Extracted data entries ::

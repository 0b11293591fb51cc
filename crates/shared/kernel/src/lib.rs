//! Kernel utilities shared across slices.
//! Keep this crate lightweight; it re-exports ergonomic helpers for IDs, config loading, the API
//! state and the HTTP plumbing every slice speaks.
//!
//! ## ID generation
//! Use `safe_nanoid!` for URL-safe, unambiguous document keys:
//! ```rust
//! # use tport_kernel::safe_nanoid;
//! let id = safe_nanoid!();
//! assert_eq!(id.len(), 12);
//! ```
//!
//! Tracking IDs follow their own shape, see [`tracking`]:
//! ```rust
//! let id = tport_kernel::tracking::generate_tracking_id();
//! assert!(id.starts_with("TRANS"));
//! ```
//!
//! ## Config loading
//! ```rust,ignore
//! use tport_kernel::config::load_config;
//! let cfg: tport_kernel::domain::config::ApiConfig = load_config(Some("server")).unwrap();
//! ```
pub mod config;
pub mod prelude;
pub mod security;
pub mod server;
pub mod tracking;

// Alphabet excludes visually ambiguous characters (I, O, l, 0, 1).
pub const SAFE_ALPHABET: &[char; 55] = &[
    '2', '3', '4', '5', '6', '7', '8', '9', 'A', 'B', 'C', 'D', 'E', 'F', 'G', 'H', 'J', 'K', 'L',
    'M', 'N', 'P', 'Q', 'R', 'S', 'T', 'U', 'V', 'W', 'X', 'Y', 'Z', 'a', 'b', 'c', 'd', 'e', 'f',
    'g', 'h', 'j', 'k', 'm', 'n', 'p', 'q', 'r', 's', 't', 'u', 'v', 'w', 'x', 'y', 'z',
];

pub use nanoid::nanoid;
pub use tport_domain as domain;

/// Generates an unambiguous `NanoID` (no visually confusing characters).
#[macro_export]
macro_rules! safe_nanoid {
    () => {
        $crate::nanoid!(12, $crate::SAFE_ALPHABET)
    };
    ($size:expr) => {
        $crate::nanoid!($size, $crate::SAFE_ALPHABET)
    };
}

How to complete this task ::
When a line contains the string "loading", copy it from the records.

Answer to this problem ::
//! Keep this crate lightweight; it re-exports ergonomic helpers for IDs, config loading, the API
//! ## Config loading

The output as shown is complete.